No installation needed - run directly with uvx:

# Encode text to see how a tokenizer splits it
uvx chuk-lazarus tokenizer encode -t "TinyLlama/TinyLlama-1.1B-Chat-v1.0" --text "Hello, world!"

# Run a health check on any tokenizer
uvx chuk-lazarus tokenizer doctor -t "gpt2"

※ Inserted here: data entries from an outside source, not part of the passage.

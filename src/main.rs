//! APOD cache CLI - show today's Astronomy Picture of the Day
//!
//! Serves the picture from a local snapshot and refetches it from the backend
//! only after the reference-timezone day has rolled over.

use std::error::Error;

use clap::Parser;
use tracing_subscriber::{layer::SubscriberExt, util::SubscriberInitExt, EnvFilter};

use apod_cache::cli::{Cli, Command};
use apod_cache::{CacheStatus, Config, MediaKind, Snapshot};

/// Installs the stderr log subscriber; `RUST_LOG` overrides the verbosity flags
fn init_logging(cli: &Cli) {
    tracing_subscriber::registry()
        .with(EnvFilter::try_from_default_env().unwrap_or_else(|_| cli.log_filter().into()))
        .with(tracing_subscriber::fmt::layer().with_writer(std::io::stderr))
        .init();
}

/// Prints a snapshot as readable text or JSON
fn print_snapshot(snapshot: &Snapshot, json: bool) -> Result<(), serde_json::Error> {
    if json {
        println!("{}", serde_json::to_string_pretty(snapshot)?);
        return Ok(());
    }

    println!("{}", snapshot.display_title());
    match &snapshot.attribution {
        Some(credit) => println!("{} · {}", snapshot.date, credit.trim()),
        None => println!("{}", snapshot.date),
    }
    let kind = match snapshot.media_kind {
        MediaKind::Image => "image",
        MediaKind::Video => "video",
    };
    println!("{}: {}", kind, snapshot.display_media_url());
    println!();
    println!("{}", snapshot.display_explanation());
    Ok(())
}

fn print_status(status: &CacheStatus) {
    match &status.cached_date {
        Some(date) => println!("Cached date: {}", date),
        None => println!("Cached date: none"),
    }
    println!(
        "Snapshot:    {}",
        if status.has_snapshot { "present" } else { "missing" }
    );
    match status.valid_until {
        Some(until) => println!("Valid until: {}", until.to_rfc3339()),
        None => println!("Valid until: -"),
    }
    println!(
        "State:       {}",
        if status.is_fresh { "fresh" } else { "expired" }
    );
}

async fn run(cli: Cli) -> Result<(), Box<dyn Error>> {
    let config = Config::from_cli(&cli)?;
    let cache = config.snapshot_cache();

    match cli.command() {
        Command::Show { json } => {
            let snapshot = cache.get_current_snapshot().await?;
            print_snapshot(&snapshot, json)?;
        }
        Command::Refresh { json } => {
            let snapshot = cache.force_refresh().await?;
            print_snapshot(&snapshot, json)?;
        }
        Command::Clear => {
            cache.clear_cache()?;
            println!("Cache cleared.");
        }
        Command::Status => print_status(&cache.status()),
    }

    Ok(())
}

#[tokio::main]
async fn main() -> Result<(), Box<dyn Error>> {
    let cli = Cli::parse();
    init_logging(&cli);

    run(cli).await
}
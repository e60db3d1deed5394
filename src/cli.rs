//! Command-line interface parsing for the APOD cache
//!
//! This module handles parsing of CLI arguments using clap. Backend
//! credentials can also come from the environment so the binary can share the
//! mobile app's `.env` values.

use std::path::PathBuf;

use clap::{ArgAction, Parser, Subcommand};

use crate::cache::freshness::REFERENCE_TIMEZONE;
use crate::data::remote::DEFAULT_TABLE;

/// APOD cache - today's Astronomy Picture of the Day, fetched at most once a day
#[derive(Parser, Debug)]
#[command(name = "apod")]
#[command(about = "Show today's Astronomy Picture of the Day from a local cache")]
#[command(version)]
pub struct Cli {
    /// Backend project URL
    #[arg(long, env = "SUPABASE_URL", global = true, value_name = "URL")]
    pub backend_url: Option<String>,

    /// Backend anonymous API key
    #[arg(long, env = "SUPABASE_ANON_KEY", hide_env_values = true, global = true)]
    pub anon_key: Option<String>,

    /// Table holding the APOD records
    #[arg(long, default_value = DEFAULT_TABLE, global = true)]
    pub table: String,

    /// Directory for the cached snapshot and media (defaults to the platform cache dir)
    #[arg(long, value_name = "DIR", global = true)]
    pub cache_dir: Option<PathBuf>,

    /// IANA timezone whose midnight starts a new picture day
    #[arg(long, default_value = REFERENCE_TIMEZONE.name(), global = true)]
    pub timezone: String,

    /// Fixed UTC offset to use instead of the timezone database, e.g. -03:00
    #[arg(
        long,
        value_name = "OFFSET",
        allow_hyphen_values = true,
        conflicts_with = "timezone",
        global = true
    )]
    pub fixed_offset: Option<String>,

    /// Do not download images ahead of display
    #[arg(long, global = true)]
    pub no_prefetch: bool,

    /// Never contact the backend; serve only what is cached
    #[arg(long, global = true)]
    pub offline: bool,

    /// Increase log verbosity (-v info, -vv debug, -vvv trace)
    #[arg(short, long, action = ArgAction::Count, global = true)]
    pub verbose: u8,

    #[command(subcommand)]
    pub command: Option<Command>,
}

/// Operations on the snapshot cache
#[derive(Subcommand, Debug, Clone, PartialEq, Eq)]
pub enum Command {
    /// Show today's picture, refetching only if the cached one expired (default)
    Show {
        /// Print the snapshot as JSON
        #[arg(long)]
        json: bool,
    },
    /// Fetch a new picture even if the cached one is still valid
    Refresh {
        /// Print the snapshot as JSON
        #[arg(long)]
        json: bool,
    },
    /// Delete the cached picture
    Clear,
    /// Show what is cached and until when it is valid
    Status,
}

impl Cli {
    /// The requested command, defaulting to `show`
    pub fn command(&self) -> Command {
        self.command
            .clone()
            .unwrap_or(Command::Show { json: false })
    }

    /// Log filter matching the verbosity flags
    pub fn log_filter(&self) -> &'static str {
        match self.verbose {
            0 => "warn",
            1 => "info",
            2 => "debug",
            _ => "trace",
        }
    }
}

#[cfg(test)]
mod tests {
    use super::*;

    #[test]
    fn test_cli_parse_no_args_defaults_to_show() {
        let cli = Cli::parse_from(["apod"]);
        assert!(cli.command.is_none());
        assert_eq!(cli.command(), Command::Show { json: false });
        assert_eq!(cli.timezone, "America/Sao_Paulo");
        assert_eq!(cli.table, "apod");
    }

    #[test]
    fn test_cli_parse_subcommands() {
        assert_eq!(
            Cli::parse_from(["apod", "show", "--json"]).command(),
            Command::Show { json: true }
        );
        assert_eq!(
            Cli::parse_from(["apod", "refresh"]).command(),
            Command::Refresh { json: false }
        );
        assert_eq!(Cli::parse_from(["apod", "clear"]).command(), Command::Clear);
        assert_eq!(Cli::parse_from(["apod", "status"]).command(), Command::Status);
    }

    #[test]
    fn test_cli_global_flags_after_subcommand() {
        let cli = Cli::parse_from(["apod", "status", "--offline", "-vv"]);
        assert!(cli.offline);
        assert_eq!(cli.verbose, 2);
        assert_eq!(cli.log_filter(), "debug");
    }

    #[test]
    fn test_cli_fixed_offset_accepts_negative_value() {
        let cli = Cli::parse_from(["apod", "--fixed-offset", "-03:00"]);
        assert_eq!(cli.fixed_offset.as_deref(), Some("-03:00"));
    }

    #[test]
    fn test_cli_fixed_offset_conflicts_with_timezone() {
        let result = Cli::try_parse_from([
            "apod",
            "--timezone",
            "America/Sao_Paulo",
            "--fixed-offset",
            "-03:00",
        ]);
        assert!(result.is_err());
    }

    #[test]
    fn test_log_filter_levels() {
        assert_eq!(Cli::parse_from(["apod"]).log_filter(), "warn");
        assert_eq!(Cli::parse_from(["apod", "-v"]).log_filter(), "info");
        assert_eq!(Cli::parse_from(["apod", "-vvvv"]).log_filter(), "trace");
    }
}
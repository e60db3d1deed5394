//! APOD cache library
//!
//! Keeps today's Astronomy Picture of the Day in a local snapshot that is
//! refetched from the backend at most once per reference-timezone day.

pub mod cache;
pub mod cli;
pub mod config;
pub mod data;

pub use cache::{CacheError, CacheStatus, SnapshotCache};
pub use config::{Config, ConfigError};
pub use data::{MediaKind, RawRecord, Snapshot};
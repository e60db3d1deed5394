//! Best-effort media prefetching
//!
//! Warms a local copy of the picture so it can be shown without waiting on the
//! network. Failures are reported to the caller, which only logs them.

use std::path::{Path, PathBuf};

use async_trait::async_trait;
use reqwest::{Client, StatusCode};
use thiserror::Error;
use tracing::debug;

/// Errors that can occur while prefetching a media asset
#[derive(Debug, Error)]
pub enum PrefetchError {
    /// HTTP request failed
    #[error("HTTP request failed: {0}")]
    Http(#[from] reqwest::Error),

    /// Media host answered with a non-success status
    #[error("Media host returned status {0}")]
    Status(StatusCode),

    /// Writing the asset to disk failed
    #[error("Failed to store media: {0}")]
    Io(#[from] std::io::Error),
}

/// Fetches a media asset ahead of display
#[async_trait]
pub trait MediaPrefetcher: Send + Sync {
    async fn prefetch(&self, url: &str) -> Result<(), PrefetchError>;

    /// Deletes every locally stored asset
    fn purge(&self) -> Result<(), PrefetchError> {
        Ok(())
    }
}

/// Downloads assets into a media directory
#[derive(Debug, Clone)]
pub struct HttpPrefetcher {
    http_client: Client,
    media_dir: PathBuf,
}

impl HttpPrefetcher {
    /// Creates a prefetcher that stores assets under `media_dir`
    pub fn new(media_dir: impl Into<PathBuf>) -> Self {
        Self {
            http_client: Client::new(),
            media_dir: media_dir.into(),
        }
    }

    /// Directory assets are written to
    pub fn media_dir(&self) -> &Path {
        &self.media_dir
    }

    /// Local path an asset is stored at
    pub fn local_path(&self, url: &str) -> PathBuf {
        self.media_dir.join(file_name_for(url))
    }

    /// Writes an asset and removes every other file in the media directory
    ///
    /// Only the current picture is kept, so the directory never holds more
    /// than one asset.
    async fn store_asset(&self, url: &str, bytes: &[u8]) -> Result<PathBuf, PrefetchError> {
        tokio::fs::create_dir_all(&self.media_dir).await?;
        let path = self.local_path(url);
        tokio::fs::write(&path, bytes).await?;

        let mut entries = tokio::fs::read_dir(&self.media_dir).await?;
        while let Some(entry) = entries.next_entry().await? {
            let stale = entry.path();
            if stale != path && entry.file_type().await?.is_file() {
                tokio::fs::remove_file(&stale).await?;
                debug!(path = %stale.display(), "removed previous media");
            }
        }

        Ok(path)
    }
}

#[async_trait]
impl MediaPrefetcher for HttpPrefetcher {
    async fn prefetch(&self, url: &str) -> Result<(), PrefetchError> {
        let response = self.http_client.get(url).send().await?;
        let status = response.status();
        if !status.is_success() {
            return Err(PrefetchError::Status(status));
        }
        let bytes = response.bytes().await?;

        let path = self.store_asset(url, &bytes).await?;
        debug!(path = %path.display(), size = bytes.len(), "media prefetched");
        Ok(())
    }

    fn purge(&self) -> Result<(), PrefetchError> {
        match std::fs::remove_dir_all(&self.media_dir) {
            Ok(()) => Ok(()),
            Err(e) if e.kind() == std::io::ErrorKind::NotFound => Ok(()),
            Err(e) => Err(e.into()),
        }
    }
}

/// Prefetcher that does nothing
#[derive(Debug, Clone, Copy, Default)]
pub struct NoopPrefetcher;

#[async_trait]
impl MediaPrefetcher for NoopPrefetcher {
    async fn prefetch(&self, _url: &str) -> Result<(), PrefetchError> {
        Ok(())
    }
}

/// Derives a filesystem-safe name from the last path segment of a URL
fn file_name_for(url: &str) -> String {
    let without_query = url.split(['?', '#']).next().unwrap_or_default();
    let segment = without_query
        .trim_end_matches('/')
        .rsplit('/')
        .next()
        .unwrap_or_default();

    let sanitized: String = segment
        .chars()
        .map(|c| {
            if c.is_ascii_alphanumeric() || matches!(c, '.' | '-' | '_') {
                c
            } else {
                '_'
            }
        })
        .collect();

    if sanitized.is_empty() || sanitized.chars().all(|c| c == '.') {
        "media".to_string()
    } else {
        sanitized
    }
}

# Compare how two tokenizers handle the same text
uvx chuk-lazarus tokenizer compare -t1 "gpt2" -t2 "TinyLlama/TinyLlama-1.1B-Chat-v1.0" --text "Machine learning is amazing"

Installation

# Install with uv (recommended)
uv add chuk-lazarus

# Or with pip
pip install chuk-lazarus

# For faster tokenization (optional MLX backend)
uv add "chuk-lazarus[fast]"

After installation, use the lazarus command directly:

lazarus tokenizer encode -t gpt2 --text "Hello"

Tokenizer CLI

The tokenizer CLI is a comprehensive toolkit for inspecting, analyzing, and debugging tokenizers. All commands work with any HuggingFace tokenizer.

Basic Commands

# Encode text - see token IDs and boundaries
uvx chuk-lazarus tokenizer encode -t "gpt2" --text "The quick brown fox"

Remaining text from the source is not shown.